Morning Coffee: Goldman Sachs’ $950k philosopher is the latest partner exit. How to lose a billion dollars in Russia
“You can’t control what comes your way, but you can control how you choose to react to it”. That’s what Heather von Zuben of Goldman Sachs said, philosophically, back in 2019 as part of her advice to people seeking to emulate her career path to Managing Director (and one of the firm’s most senior Latina women). Since then, “what came her way” has been a further promotion to Partner last year, and “how she chose to react to it” has definitely been under her control – she’s gone.
Although this is the second departure of a high-profile minority woman Partner in two weeks (after Margaret Anadu), it’s unlikely to be related. Heather von Zuben was Global Head of Wealth Management Alternatives, and had previously been in charge of “Private Equity Client Engagement” and of “Alternative Investment Manager Selection.” Anadu was all about sustainability investing.
By the sound of those titles, von Zuben spent several years in high-profile roles allocating capital to the world’s top investment management firms, most likely with considerable face-time with some of the biggest names. And although the basic salary for a GS partner is $950k with bonuses at multiples of that and lots of perks and investment opportunities, one of the big trends of the last two years has been the gradual departure of private equity and hedge fund compensation from banking norms. In a job like Heather von Zuben’s, she was likely to regularly be getting offers too good to refuse; it doesn’t necessarily say anything about the outlook for Goldman that she’s accepted one of them.
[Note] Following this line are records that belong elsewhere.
//! Job dispatch for the TuneFlow DevKit
//!
//! The dispatcher sits between a transport (HTTP runner or debugger socket)
//! and the [`ExecutionEngine`]. For every request it:
//!
//! 1. resolves the plugin (`NotFound` short-circuits),
//! 2. asks the host authorizer (`Unauthorized` short-circuits),
//! 3. decodes the song,
//! 4. runs the phase on the engine, or for async runs, hands back a job id
//!    and runs it in the background, uploading the result when done.
//!
//! Whether runs are sync or async is fixed when the dispatcher is built.

pub mod hooks;
pub mod store;

pub use hooks::{
    AuthRejection, AuthRequest, Authorizer, BearerTokenAuthorizer, ExceptionHook, RequestKind,
    ResultStore,
};
pub use store::HttpResultStore;

use std::sync::Arc;

use axum::http::HeaderMap;
use tracing::{error, info, warn};
use uuid::Uuid;

use crate::config::DevkitConfig;
use crate::engine::{ExecutionEngine, Initialized, Phase, PluginContext, PluginFault};
use crate::error::Result;
use crate::plugins::{Params, PluginRegistry, SongPlugin};
use crate::protocol::{InitPluginRequest, Response, RunPluginRequest, Status};
use crate::song::Song;

/// Host-supplied behaviour. Every field is optional.
#[derive(Clone, Default)]
pub struct DispatcherOptions {
    /// Checked before any plugin code runs. `None` allows everything.
    pub authorizer: Option<Arc<dyn Authorizer>>,
    /// Enables async mode when set.
    pub result_store: Option<Arc<dyn ResultStore>>,
    /// Receives run faults.
    pub exception_hook: Option<Arc<dyn ExceptionHook>>,
}

impl DispatcherOptions {
    /// Options implied by `config`: an HTTP result store if one is configured.
    pub fn from_config(config: &DevkitConfig) -> Result<Self> {
        let result_store = match &config.async_store {
            Some(store) => {
                let store: Arc<dyn ResultStore> = Arc::new(HttpResultStore::new(store)?);
                Some(store)
            }
            None => None,
        };
        Ok(Self {
            result_store,
            ..Default::default()
        })
    }

    pub fn with_authorizer(mut self, authorizer: Arc<dyn Authorizer>) -> Self {
        self.authorizer = Some(authorizer);
        self
    }

    pub fn with_result_store(mut self, store: Arc<dyn ResultStore>) -> Self {
        self.result_store = Some(store);
        self
    }

    pub fn with_exception_hook(mut self, hook: Arc<dyn ExceptionHook>) -> Self {
        self.exception_hook = Some(hook);
        self
    }
}

/// Outcome of one init or run request. Never partially populated.
#[derive(Debug, Clone, PartialEq)]
pub enum ExecutionResult {
    Initialized(Initialized),
    /// Encoded song after a successful run.
    Completed(Vec<u8>),
    InitError,
    RunError,
    NotFound { provider_id: String, plugin_id: String },
    Unauthorized(AuthRejection),
    BadRequest(String),
}

/// How plugin faults are reported on the wire.
#[derive(Debug, Clone, Copy, PartialEq, Eq)]
pub enum FaultReporting {
    /// Both phases report `ERROR` (runner).
    Collapsed,
    /// `INIT_PLUGIN_EXCEPTION` / `RUN_PLUGIN_EXCEPTION` (debugger).
    PerPhase,
}

impl ExecutionResult {
    pub fn status(&self, faults: FaultReporting) -> Status {
        match (self, faults) {
            (Self::Initialized(_) | Self::Completed(_), _) => Status::Ok,
            (Self::InitError | Self::RunError, FaultReporting::Collapsed) => Status::Error,
            (Self::InitError, FaultReporting::PerPhase) => Status::InitPluginException,
            (Self::RunError, FaultReporting::PerPhase) => Status::RunPluginException,
            (Self::NotFound { .. }, _) => Status::NotFound,
            (Self::Unauthorized(_), _) => Status::Unauthorized,
            (Self::BadRequest(_), _) => Status::BadRequest,
        }
    }

    pub fn is_ok(&self) -> bool {
        matches!(self, Self::Initialized(_) | Self::Completed(_))
    }

    /// The wire response for this result.
    pub fn into_response(self, faults: FaultReporting) -> Response {
        let status = self.status(faults);
        match self {
            Self::Initialized(init) => Response::initialized(init),
            Self::Completed(song) => Response::song(song),
            Self::InitError | Self::RunError => Response::status(status),
            Self::NotFound {
                provider_id,
                plugin_id,
            } => Response::failure(
                status,
                format!("Cannot find plugin by id {} {}", provider_id, plugin_id),
            ),
            Self::Unauthorized(rejection) => Response::failure(status, rejection.message),
            Self::BadRequest(message) => Response::failure(status, message),
        }
    }
}

/// An accepted async run.
#[derive(Debug, Clone, PartialEq, Eq)]
pub struct Job {
    pub id: String,
    /// Where the result will be available once uploaded.
    pub result_url: String,
}

/// What a run request produced.
#[derive(Debug, Clone, PartialEq)]
pub enum DispatchOutcome {
    Done(ExecutionResult),
    Accepted(Job),
}

#[derive(Clone)]
enum DispatchMode {
    Sync,
    Async(Arc<dyn ResultStore>),
}

/// Routes init and run requests to plugins.
#[derive(Clone)]
pub struct JobDispatcher {
    registry: Arc<PluginRegistry>,
    engine: ExecutionEngine,
    mode: DispatchMode,
    authorizer: Option<Arc<dyn Authorizer>>,
    exception_hook: Option<Arc<dyn ExceptionHook>>,
}

impl JobDispatcher {
    pub fn new(
        registry: Arc<PluginRegistry>,
        engine: ExecutionEngine,
        options: DispatcherOptions,
    ) -> Self {
        let mode = match options.result_store {
            Some(store) => DispatchMode::Async(store),
            None => DispatchMode::Sync,
        };
        Self {
            registry,
            engine,
            mode,
            authorizer: options.authorizer,
            exception_hook: options.exception_hook,
        }
    }

    pub fn registry(&self) -> &PluginRegistry {
        &self.registry
    }

    pub fn is_async(&self) -> bool {
        matches!(self.mode, DispatchMode::Async(_))
    }

    /// Run the host authorizer, if any.
    pub async fn authorize(&self, request: &AuthRequest) -> std::result::Result<(), AuthRejection> {
        match &self.authorizer {
            Some(authorizer) => {
                let verdict = authorizer.authorize(request).await;
                if let Err(rejection) = &verdict {
                    warn!(
                        provider_id = %request.provider_id,
                        plugin_id = %request.plugin_id,
                        status = %rejection.status,
                        "Request rejected by authorizer"
                    );
                }
                verdict
            }
            None => Ok(()),
        }
    }

    /// Handle `init-plugin-params`.
    pub async fn init_plugin(
        &self,
        request: InitPluginRequest,
        headers: HeaderMap,
    ) -> ExecutionResult {
        let plugin = match self
            .admit(
                RequestKind::InitPlugin,
                &request.provider_id,
                &request.plugin_id,
                headers,
            )
            .await
        {
            Ok(plugin) => plugin,
            Err(result) => return result,
        };
        let song = match Song::from_bytes(&request.song) {
            Ok(song) => song,
            Err(e) => return ExecutionResult::BadRequest(e.to_string()),
        };
        self.initialize(plugin, song, PluginContext::detached()).await
    }

    /// Handle `jobs`. In async mode this returns as soon as the job is
    /// scheduled.
    pub async fn run_job(&self, request: RunPluginRequest, headers: HeaderMap) -> DispatchOutcome {
        let plugin = match self
            .admit(
                RequestKind::RunPlugin,
                &request.provider_id,
                &request.plugin_id,
                headers,
            )
            .await
        {
            Ok(plugin) => plugin,
            Err(result) => return DispatchOutcome::Done(result),
        };
        let song = match Song::from_bytes(&request.song) {
            Ok(song) => song,
            Err(e) => return DispatchOutcome::Done(ExecutionResult::BadRequest(e.to_string())),
        };

        match &self.mode {
            DispatchMode::Sync => DispatchOutcome::Done(
                self.execute(plugin, song, request.params, PluginContext::detached())
                    .await,
            ),
            DispatchMode::Async(store) => {
                let id = Uuid::new_v4().to_string();
                let job = Job {
                    result_url: store.result_url(&id),
                    id,
                };
                info!(job_id = %job.id, plugin = %plugin.identity(), "Accepted async job");

                let dispatcher = self.clone();
                let store = Arc::clone(store);
                let job_id = job.id.clone();
                tokio::spawn(async move {
                    dispatcher
                        .complete_job(store, job_id, plugin, song, request.params)
                        .await;
                });
                DispatchOutcome::Accepted(job)
            }
        }
    }

    /// Run the schema phase and map a fault to `InitError`.
    pub async fn initialize(
        &self,
        plugin: Arc<dyn SongPlugin>,
        song: Song,
        ctx: PluginContext,
    ) -> ExecutionResult {
        match self.engine.initialize(plugin, song, ctx).await {
            Ok(init) => ExecutionResult::Initialized(init),
            Err(_fault) => ExecutionResult::InitError,
        }
    }

    /// Run the transform phase, encode the song, and map a fault to
    /// `RunError` after handing it to the exception hook.
    pub async fn execute(
        &self,
        plugin: Arc<dyn SongPlugin>,
        song: Song,
        params: Params,
        ctx: PluginContext,
    ) -> ExecutionResult {
        let identity = plugin.identity();
        match self.engine.execute(plugin, song, params, ctx).await {
            Ok(song) => match song.to_bytes() {
                Ok(bytes) => ExecutionResult::Completed(bytes),
                Err(e) => {
                    error!(plugin = %identity, error = %e, "Failed to encode song after run");
                    self.report_fault(&PluginFault {
                        phase: Phase::Execute,
                        plugin: identity,
                        error: e.into(),
                    });
                    ExecutionResult::RunError
                }
            },
            Err(fault) => {
                self.report_fault(&fault);
                ExecutionResult::RunError
            }
        }
    }

    fn report_fault(&self, fault: &PluginFault) {
        if let Some(hook) = &self.exception_hook {
            hook.on_fault(fault);
        }
    }

    /// Resolve, then authorize.
    async fn admit(
        &self,
        kind: RequestKind,
        provider_id: &str,
        plugin_id: &str,
        headers: HeaderMap,
    ) -> std::result::Result<Arc<dyn SongPlugin>, ExecutionResult> {
        let entry = self.registry.resolve(provider_id, plugin_id).map_err(|_| {
            warn!(provider_id, plugin_id, "Unknown plugin requested");
            ExecutionResult::NotFound {
                provider_id: provider_id.to_string(),
                plugin_id: plugin_id.to_string(),
            }
        })?;

        let request = AuthRequest {
            kind,
            provider_id: provider_id.to_string(),
            plugin_id: plugin_id.to_string(),
            headers,
        };
        self.authorize(&request)
            .await
            .map_err(ExecutionResult::Unauthorized)?;

        Ok(Arc::clone(&entry.plugin))
    }

    async fn complete_job(
        &self,
        store: Arc<dyn ResultStore>,
        job_id: String,
        plugin: Arc<dyn SongPlugin>,
        song: Song,
        params: Params,
    ) {
        let result = self
            .execute(plugin, song, params, PluginContext::detached())
            .await;
        let response = result
            .into_response(FaultReporting::Collapsed)
            .with_job_id(&job_id);

        let payload = match response.encode() {
            Ok(payload) => payload,
            Err(e) => {
                error!(job_id = %job_id, error = %e, "Failed to encode job result");
                return;
            }
        };

        match store.upload(&job_id, payload).await {
            Ok(()) => info!(job_id = %job_id, status = ?response.status, "Uploaded job result"),
            Err(e) => error!(job_id = %job_id, error = %e, "Failed to upload job result"),
        }
    }
}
It's interesting to note, however, that something does seem to have changed from a year ago. Being made a partner was a big deal for Heather; she told Business Insider at the time that she’d gone to bed anxious the night before and even asked her daughter to say a prayer for her. When she got the call, one of the first people she told was the executive who had hired her into Goldman 13 years earlier, Eric Lane. A few months later, however, Mr Lane made a “surprise exit” to go to Tiger Global.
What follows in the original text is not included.